*** Opening of Data to process ***

//! Command-line driver for the route engine.
//!
//! Loads a road dataset, answers one request and prints GeoJSON to stdout.

use std::path::PathBuf;

use anyhow::{Context, bail};
use clap::{Parser, Subcommand};
use floodroute::prelude::*;
use floodroute::{RouteEngine, load_config};
use tracing_subscriber::EnvFilter;

/// Flood-aware route planning
#[derive(Parser, Debug)]
#[command(author, version, about)]
struct Args {
    /// TOML configuration file
    #[arg(long, short)]
    config: Option<PathBuf>,

    /// Road dataset (GeoJSON or CSV), overrides `network.path`
    #[arg(long, short)]
    dataset: Option<PathBuf>,

    #[command(subcommand)]
    command: Command,
}

#[derive(Subcommand, Debug)]
enum Command {
    /// Cheapest route between two points
    Route {
        /// Origin as `lat,lon`
        #[arg(long, value_parser = parse_coordinate)]
        from: Coordinate,
        /// Destination as `lat,lon`
        #[arg(long, value_parser = parse_coordinate)]
        to: Coordinate,
        #[arg(long, value_parser = parse_mode, default_value = "car")]
        mode: TravelMode,
        /// Maximum snapping distance in metres
        #[arg(long)]
        radius: Option<f64>,
    },
    /// Labelled alternatives scored for flood exposure
    Alternatives {
        #[arg(long, value_parser = parse_coordinate)]
        from: Coordinate,
        #[arg(long, value_parser = parse_coordinate)]
        to: Coordinate,
        /// Number of routes, 2 to 5
        #[arg(long)]
        count: Option<usize>,
        #[arg(long, value_parser = parse_mode)]
        mode: Option<TravelMode>,
        /// Corridor half-width in metres
        #[arg(long)]
        buffer: Option<f64>,
        /// Observed precipitation in mm
        #[arg(long)]
        precipitation: Option<f64>,
        /// Observed rain in mm
        #[arg(long)]
        rain: Option<f64>,
        /// Also score every route point
        #[arg(long)]
        points: bool,
    },
    /// Summary of the loaded network
    Stats,
}

fn parse_coordinate(value: &str) -> Result<Coordinate, String> {
    let (lat, lon) = value
        .split_once(',')
        .ok_or_else(|| format!("expected `lat,lon`, got '{value}'"))?;
    let lat: f64 = lat.trim().parse().map_err(|e| format!("latitude: {e}"))?;
    let lon: f64 = lon.trim().parse().map_err(|e| format!("longitude: {e}"))?;
    let coordinate = Coordinate::new(lat, lon);
    if !coordinate.is_valid() {
        return Err(format!("coordinate out of range: {value}"));
    }
    Ok(coordinate)
}

fn parse_mode(value: &str) -> Result<TravelMode, String> {
    value.parse().map_err(|e: floodroute_core::Error| e.to_string())
}

fn main() -> anyhow::Result<()> {
    tracing_subscriber::fmt()
        .with_env_filter(
            EnvFilter::try_from_default_env().unwrap_or_else(|_| EnvFilter::new("info")),
        )
        .with_writer(std::io::stderr)
        .init();

    let args = Args::parse();

    let mut config = match &args.config {
        Some(path) => load_config(path)
            .with_context(|| format!("loading configuration {}", path.display()))?,
        None => EngineConfig::default(),
    };
    if let Some(dataset) = args.dataset {
        config.network.path = Some(dataset);
    }
    let (engine, report) = RouteEngine::from_config(config).context("loading road network")?;
    tracing::info!(
        segments = report.segments_loaded,
        skipped = report.skipped.len(),
        "Road network ready"
    );

    match args.command {
        Command::Route {
            from,
            to,
            mode,
            radius,
        } => {
            let mut request = RouteRequest::new(from, to).with_mode(mode);
            if let Some(radius) = radius {
                request = request.with_max_snap_radius(radius);
            }
            match engine.compute_route(&request)? {
                RouteOutcome::Found(route) => println!("{}", route.to_geojson_string()?),
                RouteOutcome::Unreachable(reason) => bail!("No route: {reason}"),
                RouteOutcome::SnapFailed(failure) => bail!("{failure}"),
            }
        }
        Command::Alternatives {
            from,
            to,
            count,
            mode,
            buffer,
            precipitation,
            rain,
            points,
        } => {
            let weather = (precipitation.is_some() || rain.is_some()).then(|| WeatherObservation {
                precipitation_mm: precipitation,
                rain_mm: rain,
                observed_at: Some(chrono::Utc::now()),
            });
            let request = AlternativesRequest {
                desired_count: count,
                mode,
                buffer_m: buffer,
                weather,
                with_points: points,
                ..AlternativesRequest::new(from, to)
            };
            match engine.compute_alternatives(&request)? {
                AlternativesOutcome::Found(set) => {
                    if set.degenerate {
                        tracing::warn!(
                            candidates = set.candidates_considered,
                            "Fewer distinct routes than requested"
                        );
                    }
                    println!("{}", set.to_geojson_string()?);
                }
                AlternativesOutcome::Unreachable(reason) => bail!("No route: {reason}"),
                AlternativesOutcome::SnapFailed(failure) => bail!("{failure}"),
            }
        }
        Command::Stats => {
            let network = engine.network();
            let stats = serde_json::json!({
                "segments": network.segment_count(),
                "nodes": network.node_count(),
                "edges": network.edge_count(),
                "flooded_segments": network.flooded_segment_count(),
                "skipped": report.skipped.len(),
            });
            println!("{}", serde_json::to_string_pretty(&stats)?);
        }
    }
    Ok(())
}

*** Close of Data to process ***

*Task to carry out:*
For the records above, count the lines that contain the word "loading" and give only that number.

*Answer:*
2